One thing that is striking about Özil is how his journey — from neat parable to complicated pariah — has echoed the wider trajectory of Europe over the last decade, from optimism to division. “There’s definitely a symbiosis between these things,” Dubois says. “The players on the German team are situated in German society and they’re absorbing the language, and what’s happening. What’s really striking about the German case is how stark that is, how you can really see them mirror one another.”

“I think the saga exposes faults on both sides,” says Wallrodt. “On the German side, that there are still certain reservations about children with immigrant roots, and a tendency to clutch at these roots for explanation; and on Özil’s side, that his integration was never quite fully realised.

“It shows how thin the ice sometimes is on which integration rests. The great sadness for us is that it’s Özil; it’s in the case of someone in whom so much goodwill was invested where things have gone so badly wrong.

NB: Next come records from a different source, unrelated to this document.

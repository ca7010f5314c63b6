//! Protocol module for PostgreSQL logical replication protocol handling
//!
//! Byte-level reading, COPY-both frame types and the pgoutput message
//! decoder.

pub mod buffer;
pub mod cursor;
pub mod decoder;
pub mod messages;

#[cfg(test)]
pub(crate) mod fixtures;

// Re-export for convenience
pub use buffer::BufferWriter;
pub use cursor::{ByteSource, Cursor, HexText, RawBytes};
pub use decoder::MessageDecoder;
pub use messages::*;
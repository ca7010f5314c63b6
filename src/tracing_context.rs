//! Session id and tracing span management
//!
//! Every run of the client gets a session id so log lines from setup, the
//! initial sync and streaming can be tied back to one process lifetime.

use crate::core::config::TransportMode;
use tracing::Span;
use uuid::Uuid;

/// Identifies one replication session
#[derive(Debug, Clone, PartialEq, Eq, Hash, serde::Serialize, serde::Deserialize)]
pub struct SessionId(String);

impl SessionId {
    pub fn new() -> Self {
        SessionId(Uuid::new_v4().to_string())
    }

    pub fn as_str(&self) -> &str {
        &self.0
    }
}

impl Default for SessionId {
    fn default() -> Self {
        Self::new()
    }
}

impl std::fmt::Display for SessionId {
    fn fmt(&self, f: &mut std::fmt::Formatter<'_>) -> std::fmt::Result {
        write!(f, "{}", self.0)
    }
}

/// Session id plus the span it is recorded on
#[derive(Debug, Clone)]
pub struct SessionContext {
    pub session_id: SessionId,
    pub span: Span,
}

impl SessionContext {
    /// The slot name is recorded once setup has resolved it
    pub fn new(transport: TransportMode) -> Self {
        let session_id = SessionId::new();
        let span = tracing::info_span!(
            "replication_context",
            session_id = %session_id,
            slot = tracing::field::Empty,
            transport = %transport,
            component = "wal2sink"
        );

        Self { session_id, span }
    }

    pub fn record_slot(&self, slot: &str) {
        self.span.record("slot", slot);
    }

    /// Span for one phase of the session (setup, sync, streaming)
    pub fn child_context(&self, operation: &str) -> Self {
        let span = tracing::info_span!(
            parent: &self.span,
            "replication_operation",
            session_id = %self.session_id,
            operation = operation
        );

        Self {
            session_id: self.session_id.clone(),
            span,
        }
    }
}

#[cfg(test)]
mod tests {
    use super::*;

    #[test]
    fn test_session_ids_are_unique() {
        let id1 = SessionId::new();
        let id2 = SessionId::new();

        assert_ne!(id1, id2);
        assert_eq!(id1.as_str().len(), 36);
    }

    #[test]
    fn test_child_context_keeps_session_id() {
        let context = SessionContext::new(TransportMode::Streaming);
        let child = context.child_context("initial_sync");

        assert_eq!(context.session_id, child.session_id);
    }

    #[test]
    fn test_slot_recorded_after_creation() {
        let context = SessionContext::new(TransportMode::Peek);
        context.record_slot("wal2sink_school_students");
        assert!(context.span.field("slot").is_some());

        let child = context.child_context("peek");
        assert_eq!(context.session_id, child.session_id);
    }
}
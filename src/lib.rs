//! wal2sink: PostgreSQL logical replication into pluggable sinks
//!
//! Decodes the pgoutput protocol from a replication slot, either streamed
//! over COPY-both or polled with the peek/advance SQL functions, and hands
//! typed row changes to an [`events::EventSink`].

pub mod core;
pub mod events;
pub mod protocol;
pub mod replication;
pub mod tracing_context;
pub mod utils;
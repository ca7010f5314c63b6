//! Poll-based consumer over `pg_logical_slot_peek_binary_changes`
//!
//! Peeks a batch of changes, applies them through the same pipeline as the
//! streaming session, and advances the slot explicitly once a commit has
//! been handled. Changes are only consumed server-side by the advance.

use crate::core::config::ReplicationConfig;
use crate::core::errors::{ReplicationError, ReplicationResult};
use crate::protocol::cursor::HexText;
use crate::replication::lsn::{format_lsn, parse_lsn};
use crate::replication::pipeline::ChangePipeline;
use crate::replication::state::ReplicationState;
use crate::utils::binary::XLogRecPtr;
use crate::utils::connection::{ConnectionFactory, SqlExecutor, quote_literal};
use std::sync::Arc;
use std::sync::atomic::{AtomicBool, Ordering};
use tracing::{debug, error, info, warn};

pub fn peek_sql(slot: &str, publication: &str, batch_size: usize) -> String {
    format!(
        "SELECT lsn, data FROM pg_logical_slot_peek_binary_changes({}, NULL, {}, \
         'publication_names', {}, 'proto_version', '1')",
        quote_literal(slot),
        batch_size,
        quote_literal(publication)
    )
}

pub fn advance_sql(slot: &str, lsn: XLogRecPtr) -> String {
    format!(
        "SELECT end_lsn FROM pg_replication_slot_advance({}, {})",
        quote_literal(slot),
        quote_literal(&format_lsn(lsn))
    )
}

pub struct PeekConsumer<F: ConnectionFactory> {
    factory: F,
    config: ReplicationConfig,
    pipeline: ChangePipeline,
    state: ReplicationState,
    connection: Option<F::Connection>,
    shutdown_signal: Arc<AtomicBool>,
}

impl<F: ConnectionFactory> PeekConsumer<F> {
    pub fn new(
        factory: F,
        config: ReplicationConfig,
        pipeline: ChangePipeline,
        shutdown_signal: Arc<AtomicBool>,
    ) -> Self {
        Self {
            factory,
            config,
            pipeline,
            state: ReplicationState::new(),
            connection: None,
            shutdown_signal,
        }
    }

    pub fn state(&self) -> &ReplicationState {
        &self.state
    }

    fn connection_mut(&mut self) -> ReplicationResult<&mut F::Connection> {
        if self.connection.is_none() {
            debug!("Opening peek connection");
            self.connection = Some(self.factory.connect()?);
        }
        self.connection
            .as_mut()
            .ok_or_else(|| ReplicationError::connection("Peek connection unavailable"))
    }

    /// Fetch and apply one batch. Returns `false` when the slot had nothing.
    ///
    /// A refused apply stops the batch. The slot is advanced only through
    /// the last commit before it, so the refused change is peeked again.
    pub async fn consume(&mut self) -> ReplicationResult<bool> {
        let sql = peek_sql(
            &self.config.slot_name,
            &self.config.publication_name,
            self.config.batch_size,
        );
        let rows = self.connection_mut()?.query(&sql)?;
        if rows.is_empty() {
            return Ok(false);
        }

        let (Some(lsn_index), Some(data_index)) =
            (rows.column_index("lsn"), rows.column_index("data"))
        else {
            return Err(ReplicationError::protocol_with_context(
                "Peek result is missing the lsn or data column",
                rows.columns.join(", "),
            ));
        };

        debug!(changes = rows.len(), "Peeked changes");

        let mut failure = None;
        for row in &rows.rows {
            let lsn_text = row.get(lsn_index).and_then(|v| v.as_deref());
            let data = row.get(data_index).and_then(|v| v.as_deref());
            let (Some(lsn_text), Some(data)) = (lsn_text, data) else {
                warn!("Skipping peeked row with NULL lsn or data");
                continue;
            };

            let lsn = match parse_lsn(lsn_text) {
                Ok(lsn) => lsn,
                Err(e) => {
                    warn!(lsn = lsn_text, error = %e, "Skipping peeked row with invalid LSN");
                    continue;
                }
            };
            self.state.current_lsn = lsn;
            self.state.update_received_lsn(lsn);

            match self
                .pipeline
                .process::<HexText>(data.as_bytes(), &mut self.state)
                .await
            {
                Ok(_) => {}
                Err(e) if e.is_decode_error() => {
                    warn!(lsn = %format_lsn(lsn), error = %e, "Failed to decode peeked change, skipping");
                }
                Err(e) => {
                    error!(lsn = %format_lsn(lsn), error = %e, "Failed to apply peeked change");
                    failure = Some(e);
                    break;
                }
            }
            self.state.mark_processed();
        }

        // Only commits seen before a failed apply are confirmed
        if self.state.take_committed() {
            let sql = advance_sql(&self.config.slot_name, self.state.confirmed_lsn);
            self.connection_mut()?.query(&sql)?;
            debug!(lsn = %format_lsn(self.state.confirmed_lsn), "Advanced slot");
        }

        match failure {
            Some(e) => Err(e),
            None => Ok(true),
        }
    }

    /// Poll until shutdown, reconnecting on a broken connection
    pub async fn run(&mut self) -> ReplicationResult<()> {
        info!(slot = %self.config.slot_name, "Starting peek consumer");
        let mut attempts = 0u32;

        loop {
            if self.shutdown_signal.load(Ordering::SeqCst) {
                info!("Shutdown signal received, stopping peek consumer");
                return Ok(());
            }

            match self.consume().await {
                Ok(true) => attempts = 0,
                Ok(false) => {
                    attempts = 0;
                    tokio::time::sleep(self.config.poll_interval).await;
                }
                Err(e) if e.is_sink_failure() => {
                    attempts += 1;
                    if attempts > self.config.max_retries {
                        error!(
                            retries = self.config.max_retries,
                            "Giving up on refused change"
                        );
                        return Err(e);
                    }

                    warn!(
                        attempt = attempts,
                        max_retries = self.config.max_retries,
                        error = %e,
                        "Sink refused a change, peeking the batch again"
                    );
                    self.pipeline.reset();
                    tokio::time::sleep(self.config.retry_delay).await;
                }
                Err(e) if e.is_connection_broken() || (attempts > 0 && self.connection.is_none()) => {
                    attempts += 1;
                    if attempts > self.config.max_retries {
                        error!(
                            retries = self.config.max_retries,
                            "Giving up on peek connection"
                        );
                        return Err(e);
                    }

                    warn!(
                        attempt = attempts,
                        max_retries = self.config.max_retries,
                        error = %e,
                        "Peek connection lost, reconnecting"
                    );
                    self.connection = None;
                    self.pipeline.reset();
                    tokio::time::sleep(self.config.retry_delay).await;
                }
                Err(e) => return Err(e),
            }
        }
    }
}
//! Configuration management for PostgreSQL logical replication
//!
//! Configuration is loaded from environment variables and can be overridden
//! by command line flags. All validation happens in one place before any
//! connection is opened.

use super::{ReplicationError, ReplicationResult};
use crate::replication::lifecycle::validate_slot_name;
use std::collections::HashMap;
use std::env;
use std::time::Duration;

/// Which transport drives the change feed
#[derive(Clone, Copy, Debug, PartialEq, Eq)]
pub enum TransportMode {
    /// COPY-both streaming over a replication connection
    Streaming,
    /// Polling `pg_logical_slot_peek_binary_changes` and advancing explicitly
    Peek,
}

impl std::fmt::Display for TransportMode {
    fn fmt(&self, f: &mut std::fmt::Formatter<'_>) -> std::fmt::Result {
        match self {
            TransportMode::Streaming => write!(f, "streaming"),
            TransportMode::Peek => write!(f, "peek"),
        }
    }
}

impl std::str::FromStr for TransportMode {
    type Err = ReplicationError;

    fn from_str(s: &str) -> Result<Self, Self::Err> {
        match s.trim().to_lowercase().as_str() {
            "streaming" | "stream" => Ok(TransportMode::Streaming),
            "peek" => Ok(TransportMode::Peek),
            other => Err(ReplicationError::config(format!(
                "TRANSPORT must be one of: 'streaming' or 'peek', got '{}'",
                other
            ))),
        }
    }
}

/// Validated replication settings
#[derive(Debug, Clone)]
pub struct ReplicationConfig {
    pub connection_string: String,
    pub publication_name: String,
    pub slot_name: String,
    /// Tables to publish and snapshot, `schema.table` recommended
    pub tables: Vec<String>,
    pub feedback_interval: Duration,
    /// Sleep between reads when the stream has no data yet
    pub poll_interval: Duration,
    /// Maximum changes fetched per peek call
    pub batch_size: usize,
    pub max_retries: u32,
    pub retry_delay: Duration,
    pub user_managed_slot: bool,
    pub user_snapshot: Option<String>,
    pub transport: TransportMode,
    /// Zero applies changes inline, otherwise through a bounded queue
    pub sink_queue_capacity: usize,
    pub fatal_sync_errors: bool,
    pub skip_initial_sync: bool,
    /// Derive slot and publication names from the database and this name
    pub replication_name: Option<String>,
    pub sink_type: String,
}

impl Default for ReplicationConfig {
    fn default() -> Self {
        Self {
            connection_string: String::new(),
            publication_name: "wal2sink_pub".to_string(),
            slot_name: "wal2sink_slot".to_string(),
            tables: Vec::new(),
            feedback_interval: Duration::from_secs(5),
            poll_interval: Duration::from_millis(10),
            batch_size: 100,
            max_retries: 3,
            retry_delay: Duration::from_secs(1),
            user_managed_slot: false,
            user_snapshot: None,
            transport: TransportMode::Streaming,
            sink_queue_capacity: 0,
            fatal_sync_errors: false,
            skip_initial_sync: false,
            replication_name: None,
            sink_type: "stdout".to_string(),
        }
    }
}

impl ReplicationConfig {
    /// Load configuration from environment variables
    ///
    /// # Environment Variables
    ///
    /// Required:
    /// - `DATABASE_URL`: PostgreSQL connection string
    /// - `TABLES`: comma separated list of tables to replicate
    ///
    /// Optional (with defaults):
    /// - `SLOT_NAME` (`wal2sink_slot`), `PUB_NAME` (`wal2sink_pub`)
    /// - `FEEDBACK_INTERVAL_SECS` (5), `POLL_INTERVAL_MS` (10)
    /// - `BATCH_SIZE` (100), `MAX_RETRIES` (3), `RETRY_DELAY_MS` (1000)
    /// - `USER_MANAGED_SLOT` (false), `USER_SNAPSHOT`
    /// - `TRANSPORT` (`streaming` or `peek`)
    /// - `SINK_QUEUE_CAPACITY` (0, inline apply)
    /// - `FATAL_SYNC_ERRORS` (false), `SKIP_INITIAL_SYNC` (false)
    /// - `REPLICATION_NAME`, `SINK` (`stdout`)
    pub fn from_env() -> ReplicationResult<Self> {
        let vars: HashMap<String, String> = env::vars().collect();
        Self::from_lookup(|key| vars.get(key).cloned())
    }

    /// Build configuration from an arbitrary key lookup
    pub fn from_lookup<F>(lookup: F) -> ReplicationResult<Self>
    where
        F: Fn(&str) -> Option<String>,
    {
        let defaults = Self::default();

        let connection_string = lookup("DATABASE_URL").ok_or_else(|| {
            ReplicationError::config("Missing required DATABASE_URL environment variable")
        })?;

        let tables = lookup("TABLES")
            .map(|raw| parse_table_list(&raw))
            .unwrap_or_default();

        let config = Self {
            connection_string,
            publication_name: lookup("PUB_NAME").unwrap_or(defaults.publication_name),
            slot_name: lookup("SLOT_NAME").unwrap_or(defaults.slot_name),
            tables,
            feedback_interval: Duration::from_secs(parse_number(
                &lookup,
                "FEEDBACK_INTERVAL_SECS",
                defaults.feedback_interval.as_secs(),
            )?),
            poll_interval: Duration::from_millis(parse_number(
                &lookup,
                "POLL_INTERVAL_MS",
                defaults.poll_interval.as_millis() as u64,
            )?),
            batch_size: parse_number(&lookup, "BATCH_SIZE", defaults.batch_size as u64)? as usize,
            max_retries: parse_number(&lookup, "MAX_RETRIES", defaults.max_retries as u64)? as u32,
            retry_delay: Duration::from_millis(parse_number(
                &lookup,
                "RETRY_DELAY_MS",
                defaults.retry_delay.as_millis() as u64,
            )?),
            user_managed_slot: parse_flag(&lookup, "USER_MANAGED_SLOT")?,
            user_snapshot: lookup("USER_SNAPSHOT").filter(|s| !s.trim().is_empty()),
            transport: match lookup("TRANSPORT") {
                Some(raw) => raw.parse()?,
                None => defaults.transport,
            },
            sink_queue_capacity: parse_number(&lookup, "SINK_QUEUE_CAPACITY", 0)? as usize,
            fatal_sync_errors: parse_flag(&lookup, "FATAL_SYNC_ERRORS")?,
            skip_initial_sync: parse_flag(&lookup, "SKIP_INITIAL_SYNC")?,
            replication_name: lookup("REPLICATION_NAME").filter(|s| !s.trim().is_empty()),
            sink_type: lookup("SINK").unwrap_or(defaults.sink_type),
        };

        Ok(config)
    }

    /// Validate the configuration before use
    pub fn validate(&self) -> ReplicationResult<()> {
        if self.connection_string.trim().is_empty() {
            return Err(ReplicationError::config("DATABASE_URL cannot be empty"));
        }

        if self.publication_name.trim().is_empty() {
            return Err(ReplicationError::config("Publication name cannot be empty"));
        }

        if self.tables.is_empty() {
            return Err(ReplicationError::invalid_argument(
                "At least one table must be configured for replication",
            ));
        }

        validate_slot_name(&self.slot_name)?;

        if self.feedback_interval.is_zero() {
            return Err(ReplicationError::config("Feedback interval must be positive"));
        }

        if self.poll_interval.is_zero() {
            return Err(ReplicationError::config("Poll interval must be positive"));
        }

        if self.batch_size == 0 {
            return Err(ReplicationError::config("Batch size must be positive"));
        }

        if self.user_managed_slot && self.user_snapshot.is_none() {
            return Err(ReplicationError::invalid_argument(
                "A user managed slot requires a snapshot name",
            ));
        }

        Ok(())
    }
}

/// Split a comma separated table list, dropping empty entries
pub fn parse_table_list(raw: &str) -> Vec<String> {
    raw.split(',')
        .map(str::trim)
        .filter(|t| !t.is_empty())
        .map(str::to_string)
        .collect()
}

fn parse_number<F>(lookup: &F, key: &str, default: u64) -> ReplicationResult<u64>
where
    F: Fn(&str) -> Option<String>,
{
    match lookup(key) {
        Some(raw) => raw
            .trim()
            .parse::<u64>()
            .map_err(|_| ReplicationError::config(format!("{} must be a number, got '{}'", key, raw))),
        None => Ok(default),
    }
}

fn parse_flag<F>(lookup: &F, key: &str) -> ReplicationResult<bool>
where
    F: Fn(&str) -> Option<String>,
{
    match lookup(key).as_deref().map(str::trim) {
        None | Some("") => Ok(false),
        Some("1") | Some("true") | Some("yes") => Ok(true),
        Some("0") | Some("false") | Some("no") => Ok(false),
        Some(other) => Err(ReplicationError::config(format!(
            "{} must be a boolean, got '{}'",
            key, other
        ))),
    }
}

#[cfg(test)]
mod tests {
    use super::*;

    fn lookup_from(pairs: &[(&str, &str)]) -> impl Fn(&str) -> Option<String> {
        let map: HashMap<String, String> = pairs
            .iter()
            .map(|(k, v)| (k.to_string(), v.to_string()))
            .collect();
        move |key| map.get(key).cloned()
    }

    #[test]
    fn test_config_missing_database_url() {
        let result = ReplicationConfig::from_lookup(lookup_from(&[]));
        assert!(result.is_err());
        assert!(result.unwrap_err().to_string().contains("DATABASE_URL"));
    }

    #[test]
    fn test_config_defaults() {
        let config = ReplicationConfig::from_lookup(lookup_from(&[
            ("DATABASE_URL", "postgresql://test@localhost/test"),
            ("TABLES", "public.students, public.courses,"),
        ]))
        .unwrap();

        assert_eq!(config.slot_name, "wal2sink_slot");
        assert_eq!(config.publication_name, "wal2sink_pub");
        assert_eq!(config.tables, vec!["public.students", "public.courses"]);
        assert_eq!(config.max_retries, 3);
        assert_eq!(config.poll_interval, Duration::from_millis(10));
        assert_eq!(config.transport, TransportMode::Streaming);
        assert!(config.validate().is_ok());
    }

    #[test]
    fn test_config_rejects_bad_numbers_and_transport() {
        let result = ReplicationConfig::from_lookup(lookup_from(&[
            ("DATABASE_URL", "postgresql://test@localhost/test"),
            ("BATCH_SIZE", "many"),
        ]));
        assert!(result.unwrap_err().to_string().contains("BATCH_SIZE"));

        let result = ReplicationConfig::from_lookup(lookup_from(&[
            ("DATABASE_URL", "postgresql://test@localhost/test"),
            ("TRANSPORT", "carrier-pigeon"),
        ]));
        assert!(result.unwrap_err().to_string().contains("TRANSPORT"));
    }

    #[test]
    fn test_validate_requires_tables_and_valid_slot() {
        let mut config = ReplicationConfig {
            connection_string: "host=localhost".to_string(),
            ..Default::default()
        };
        assert!(matches!(
            config.validate(),
            Err(ReplicationError::InvalidArgument { .. })
        ));

        config.tables = vec!["public.students".to_string()];
        config.slot_name = "Public-Students".to_string();
        assert!(matches!(
            config.validate(),
            Err(ReplicationError::InvalidArgument { .. })
        ));

        config.slot_name = "public_students".to_string();
        assert!(config.validate().is_ok());
    }

    #[test]
    fn test_user_managed_slot_requires_snapshot() {
        let config = ReplicationConfig::from_lookup(lookup_from(&[
            ("DATABASE_URL", "postgresql://test@localhost/test"),
            ("TABLES", "public.students"),
            ("USER_MANAGED_SLOT", "true"),
        ]))
        .unwrap();
        assert!(config.user_managed_slot);
        assert!(config.validate().is_err());
    }

    #[test]
    fn test_replication_name_and_sink() {
        let config = ReplicationConfig::from_lookup(lookup_from(&[
            ("DATABASE_URL", "postgresql://test@localhost/test"),
            ("TABLES", "public.students"),
            ("REPLICATION_NAME", "Students-Feed"),
            ("SINK", "stdout"),
            ("POLL_INTERVAL_MS", "0"),
        ]))
        .unwrap();
        assert_eq!(config.replication_name.as_deref(), Some("Students-Feed"));
        assert_eq!(config.sink_type, "stdout");
        assert!(config.validate().unwrap_err().to_string().contains("Poll interval"));

        let config = ReplicationConfig::from_lookup(lookup_from(&[
            ("DATABASE_URL", "postgresql://test@localhost/test"),
            ("REPLICATION_NAME", "  "),
        ]))
        .unwrap();
        assert!(config.replication_name.is_none());
    }
}
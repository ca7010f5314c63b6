//! Primary key lookups against the system catalog

use crate::core::errors::{ReplicationError, ReplicationResult};
use crate::replication::relation_cache::PrimaryKeyLookup;
use crate::utils::connection::{SqlExecutor, quote_literal};

/// Looks primary keys up in `information_schema` over its own connection
pub struct CatalogPrimaryKeyLookup<E: SqlExecutor> {
    executor: E,
}

impl<E: SqlExecutor> CatalogPrimaryKeyLookup<E> {
    pub fn new(executor: E) -> Self {
        Self { executor }
    }

    pub fn primary_key_query(table: &str) -> String {
        let mut sql = String::from(
            "SELECT kcu.column_name \
             FROM information_schema.table_constraints tco \
             JOIN information_schema.key_column_usage kcu \
             ON kcu.constraint_name = tco.constraint_name \
             AND kcu.table_schema = tco.table_schema \
             AND kcu.table_name = tco.table_name \
             WHERE tco.constraint_type = 'PRIMARY KEY'",
        );

        match table.split_once('.') {
            Some((schema, name)) => {
                sql.push_str(&format!(
                    " AND tco.table_schema = {} AND tco.table_name = {}",
                    quote_literal(schema),
                    quote_literal(name)
                ));
            }
            None => {
                sql.push_str(&format!(" AND tco.table_name = {}", quote_literal(table)));
            }
        }

        sql.push_str(" ORDER BY kcu.ordinal_position");
        sql
    }
}

impl<E: SqlExecutor> PrimaryKeyLookup for CatalogPrimaryKeyLookup<E> {
    fn primary_key_columns(&mut self, table: &str) -> ReplicationResult<Vec<String>> {
        let rows = self
            .executor
            .query(&Self::primary_key_query(table))
            .map_err(|e| ReplicationError::metadata(table, e.to_string()))?;

        Ok(rows
            .rows
            .into_iter()
            .filter_map(|row| row.into_iter().next().flatten())
            .collect())
    }
}

#[cfg(test)]
pub(crate) mod testing {
    use super::*;
    use std::collections::HashMap;

    /// Fixed table to key column mapping
    #[derive(Default)]
    pub struct StaticKeys(pub HashMap<String, Vec<String>>);

    impl StaticKeys {
        pub fn with(mut self, table: &str, columns: &[&str]) -> Self {
            self.0.insert(
                table.to_string(),
                columns.iter().map(|c| c.to_string()).collect(),
            );
            self
        }
    }

    impl PrimaryKeyLookup for StaticKeys {
        fn primary_key_columns(&mut self, table: &str) -> ReplicationResult<Vec<String>> {
            Ok(self.0.get(table).cloned().unwrap_or_default())
        }
    }
}
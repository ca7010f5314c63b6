//! Timestamp conversion utilities for PostgreSQL replication
//!
//! PostgreSQL counts microseconds from 2000-01-01 00:00:00 UTC, not from the
//! Unix epoch.

use crate::utils::binary::TimestampTz;
use chrono::{DateTime, Utc};
use std::time::{SystemTime, UNIX_EPOCH};

// Seconds from Unix epoch (1970) to PostgreSQL epoch (2000)
pub const PG_EPOCH_OFFSET_SECS: i64 = 946_684_800;

/// Convert SystemTime to microseconds since the PostgreSQL epoch.
///
/// Times before the Unix epoch are clamped to it.
pub fn system_time_to_postgres_timestamp(time: SystemTime) -> TimestampTz {
    let duration_since_unix = time.duration_since(UNIX_EPOCH).unwrap_or_default();

    let unix_secs = duration_since_unix.as_secs() as i64;
    let unix_micros = unix_secs * 1_000_000 + (duration_since_unix.subsec_micros() as i64);

    unix_micros - PG_EPOCH_OFFSET_SECS * 1_000_000
}

/// Convert a PostgreSQL timestamp to a UTC datetime, if representable
pub fn postgres_timestamp_to_datetime(ts: TimestampTz) -> Option<DateTime<Utc>> {
    let secs = ts.div_euclid(1_000_000) + PG_EPOCH_OFFSET_SECS;
    let nsecs = (ts.rem_euclid(1_000_000) * 1_000) as u32;
    DateTime::from_timestamp(secs, nsecs)
}

/// Format a PostgreSQL timestamp as "YYYY-MM-DD HH:MM:SS.sss UTC"
pub fn format_timestamp_from_pg(ts: TimestampTz) -> String {
    match postgres_timestamp_to_datetime(ts) {
        Some(datetime) => datetime.format("%Y-%m-%d %H:%M:%S%.3f UTC").to_string(),
        None => format!("{}us", ts),
    }
}

#[cfg(test)]
mod tests {
    use super::*;
    use std::time::Duration;

    #[test]
    fn test_postgres_epoch_is_zero() {
        let pg_epoch = UNIX_EPOCH + Duration::from_secs(PG_EPOCH_OFFSET_SECS as u64);
        assert_eq!(system_time_to_postgres_timestamp(pg_epoch), 0);
    }

    #[test]
    fn test_timestamp_roundtrip_through_datetime() {
        let time = UNIX_EPOCH + Duration::from_micros(1_700_000_000_123_456);
        let ts = system_time_to_postgres_timestamp(time);
        let datetime = postgres_timestamp_to_datetime(ts).unwrap();
        assert_eq!(datetime.timestamp_micros(), 1_700_000_000_123_456);
    }

    #[test]
    fn test_format_timestamp() {
        assert_eq!(format_timestamp_from_pg(0), "2000-01-01 00:00:00.000 UTC");
        assert_eq!(
            format_timestamp_from_pg(-1_000),
            "1999-12-31 23:59:59.999 UTC"
        );
    }
}
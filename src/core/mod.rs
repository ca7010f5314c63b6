//! Core module containing fundamental types and configurations
//!
//! Configuration management and error handling shared by every other module.

pub mod config;
pub mod errors;

// Re-export for convenience
pub use config::{ReplicationConfig, TransportMode};
pub use errors::{ReplicationError, ReplicationResult};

Ultimately, it’s a tragedy for both sides.”
 

Godwin1

Very well-known
Before Özil we hadn’t won a trophy for 10 years, after Özil joined we could possibly win 4 trophies by next Wednesday, in 4/5 years.

Makes you wonder.
To be fair mate we also dropped out of top 4 which is something we hadn't done for 20 odd years. I know he's been poverty this season but there seems to be a misconception that he hasn't had long periods of poor form previous to this season.